Flags: needinfo?(anshulj)
Hsin-Yi, please find the information you requested. - Log file attached - You can get the RIL binary from AU 189 - Steps to reproduce - Start Camera, Call, Camcorder, Call - Start music at background - Repeat above steps The crash happened after the above test case was run over night by our stability team.
Flags: needinfo?(anshulj)
(In reply to Anshul from comment #18) > Hsin-Yi, please find the information you requested. > > - Log file attached > - You can get the RIL binary from AU 189 > - Steps to reproduce > - Start Camera, Call, Camcorder, Call > - Start music at background > - Repeat above steps > > The crash happened after the above test case was run over night by our > stability team. Hi Anshul, Thanks for providing what we requested. We investigated the full log, however we didn't see more clues about communications app crash there. Our QA is helping reproduce this issue with QC RIL, and hopefully to gather more hints. We've been following your steps over dozens of iterations but still not made it yet. We are wondering whether your team is testing this issue by a test script. If so, would it be possible to provide us your test script? That would be very much appreciated and a great help. Thanks again :)
Flags: needinfo?(anshulj)
Anshul, Me again ;-) Not sure whether it's possible you could help us to get more info when you run the next stability test. In case it is, here are the steps to get more debug messages. 1) edit |B2G/.userconfig|, add this line "export B2G_DEBUG=1" Then delete the obj directory & re-build. 2) In B2G/, run this line |./run-gdb.sh attach [pid communications app]|. Once the seg. fault appears again, type 'bt' to get stack.
QA Contact: atsai
Anshul, Though having 3 people to do this test during these days, we still can not reproduce this bug...:( Could you also help to reproduce this bug and get logs of what Hsinyi said to us? Thanks.

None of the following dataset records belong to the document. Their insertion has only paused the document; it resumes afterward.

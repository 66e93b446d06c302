use std::time::Duration;

use axum::{http::Method, routing::get, Router};
use tower_http::cors::{Any, CorsLayer};

use crate::{
    routes::apply_routes,
    services::{
        completion_client::completion_service::{CompletionService, CompletionServiceConfig},
        maps_client::maps_service::{MapsService, MapsServiceConfig},
        weather_client::weather_service::{WeatherService, WeatherServiceConfig},
    },
    types::app_state::AppState,
};

const DEFAULT_OPEN_METEO_HOST: &str = "https://api.open-meteo.com";
const DEFAULT_OPENAI_HOST: &str = "https://api.openai.com";
const DEFAULT_OPENAI_MODEL: &str = "gpt-3.5-turbo";
const DEFAULT_MAPS_HOST: &str = "https://maps.googleapis.com";
const DEFAULT_BIND_ADDRESS: &str = "0.0.0.0:3000";
const DEFAULT_REQUEST_TIMEOUT_SECS: u64 = 10;

pub struct AppConfig {
    pub weather_host: String,
    pub openai_host: String,
    pub openai_key: String,
    pub openai_model: String,
    pub maps_host: String,
    pub maps_key: Option<String>,
    pub request_timeout: Duration,
    pub bind_address: String,
}

#[derive(Debug)]
pub enum ConfigError {
    InvalidValue { name: &'static str, value: String },
}

impl std::fmt::Display for ConfigError {
    fn fmt(&self, f: &mut std::fmt::Formatter) -> std::fmt::Result {
        match self {
            ConfigError::InvalidValue { name, value } => {
                write!(f, "Invalid value for {}: {:?}", name, value)
            }
        }
    }
}

impl AppConfig {
    pub fn from_env() -> Result<Self, ConfigError> {
        Self::from_lookup(|name| std::env::var(name).ok())
    }

    /// Builds the config from a variable lookup. Empty values count as unset.
    pub fn from_lookup<F>(lookup: F) -> Result<Self, ConfigError>
    where
        F: Fn(&str) -> Option<String>,
    {
        let var = |name: &str| lookup(name).filter(|v| !v.trim().is_empty());

        let request_timeout = match var("REQUEST_TIMEOUT_SECS") {
            Some(value) => match value.trim().parse::<u64>() {
                Ok(secs) if secs > 0 => Duration::from_secs(secs),
                _ => {
                    return Err(ConfigError::InvalidValue {
                        name: "REQUEST_TIMEOUT_SECS",
                        value,
                    })
                }
            },
            None => Duration::from_secs(DEFAULT_REQUEST_TIMEOUT_SECS),
        };

        Ok(AppConfig {
            weather_host: var("OPEN_METEO_HOST").unwrap_or(DEFAULT_OPEN_METEO_HOST.to_string()),
            openai_host: var("OPENAI_HOST").unwrap_or(DEFAULT_OPENAI_HOST.to_string()),
            openai_key: var("OPENAI_API_KEY").unwrap_or_default(),
            openai_model: var("OPENAI_MODEL").unwrap_or(DEFAULT_OPENAI_MODEL.to_string()),
            maps_host: var("GOOGLE_MAPS_HOST").unwrap_or(DEFAULT_MAPS_HOST.to_string()),
            maps_key: var("GOOGLE_MAPS_API_KEY"),
            request_timeout,
            bind_address: var("BIND_ADDRESS").unwrap_or(DEFAULT_BIND_ADDRESS.to_string()),
        })
    }
}

pub fn gen_app(config: AppConfig) -> Result<Router, reqwest::Error> {
    let client = reqwest::Client::builder()
        .timeout(config.request_timeout)
        .build()?;

    let state = AppState {
        weather_service: WeatherService::new(
            WeatherServiceConfig {
                host: config.weather_host,
            },
            client.clone(),
        ),
        completion_service: CompletionService::new(
            CompletionServiceConfig {
                api_key: config.openai_key,
                host: config.openai_host,
                model: config.openai_model,
            },
            client.clone(),
        ),
        maps_service: MapsService::new(
            MapsServiceConfig {
                api_key: config.maps_key,
                host: config.maps_host,
            },
            client,
        ),
    };

    let cors_middleware = CorsLayer::new()
        .allow_origin(Any)
        .allow_methods([Method::GET, Method::OPTIONS])
        .allow_headers(Any);

    Ok(apply_routes(Router::new())
        .route("/", get(root))
        .layer(cors_middleware)
        .with_state(state))
}

async fn root() -> &'static str {
    "Welcome to the Local Explorer Backend!"
}

#[cfg(test)]
pub struct MockApp {
    pub app: Router,
    pub weather_server: mockito::ServerGuard,
    pub openai_server: mockito::ServerGuard,
    pub google_server: mockito::ServerGuard,
}

/// App wired to three mock upstreams.
#[cfg(test)]
pub async fn gen_mock_app() -> MockApp {
    gen_mock_app_with_maps_key(Some("maps-key".to_string())).await
}

#[cfg(test)]
pub async fn gen_mock_app_with_maps_key(maps_key: Option<String>) -> MockApp {
    let weather_server = mockito::Server::new_async().await;
    let openai_server = mockito::Server::new_async().await;
    let google_server = mockito::Server::new_async().await;

    let app = gen_app(AppConfig {
        weather_host: weather_server.url(),
        openai_host: openai_server.url(),
        openai_key: "openai-key".to_string(),
        openai_model: DEFAULT_OPENAI_MODEL.to_string(),
        maps_host: google_server.url(),
        maps_key,
        request_timeout: Duration::from_secs(5),
        bind_address: DEFAULT_BIND_ADDRESS.to_string(),
    })
    .unwrap();

    MockApp {
        app,
        weather_server,
        openai_server,
        google_server,
    }
}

According to the minidump, the crash resulted from the null r4. After analyzing the assembly code, we, some RIL team members, conjectured something wrong when RIL gets RILTelephonyCallback that tried calling mTelephony->CallStateChanged() [1]. According to the assembly, RILTelephonyCallback looked fine but mTelephony [2] seemd null. I said 'seemed' because the minidump didn't have enough information and that's we reasoned from the assembly and null r4. We are discussing whether it's possible that mTelephony got freed due to cycle collection even when RILTelephonyCallback is valid, and whether we should make mTelephony reference counted. May I have your feedback of this, Ben? Thanks! [1] http://mxr.mozilla.org/mozilla-central/source/dom/telephony/Telephony.h#113 [2] http://mxr.mozilla.org/mozilla-central/source/dom/telephony/Telephony.h#109
Flags: needinfo?(bent.mozilla)
I don't see any place where we set RILTelephonyCallback::mTelephony could become null, even during cycle collection. However, it seems entirely possible that if any component (RIL, something else?) holds RILTelephonyCallback alive after we call UnregisterTelephonyCallback that we would end up crashing later once the Telephony object has been deleted. The Telephony code is doing the right thing here so we would want to fix the RIL. That may not be possible, though, so we could be safer by guarding against this case.
Flags: needinfo?(bent.mozilla)
Attached patch Bandaid patchSplinter Review
Here is a patch that would guard against a buggy RIL (or some other component) holding our callback alive longer than it should. Please give this a try and see if it fixes the crash?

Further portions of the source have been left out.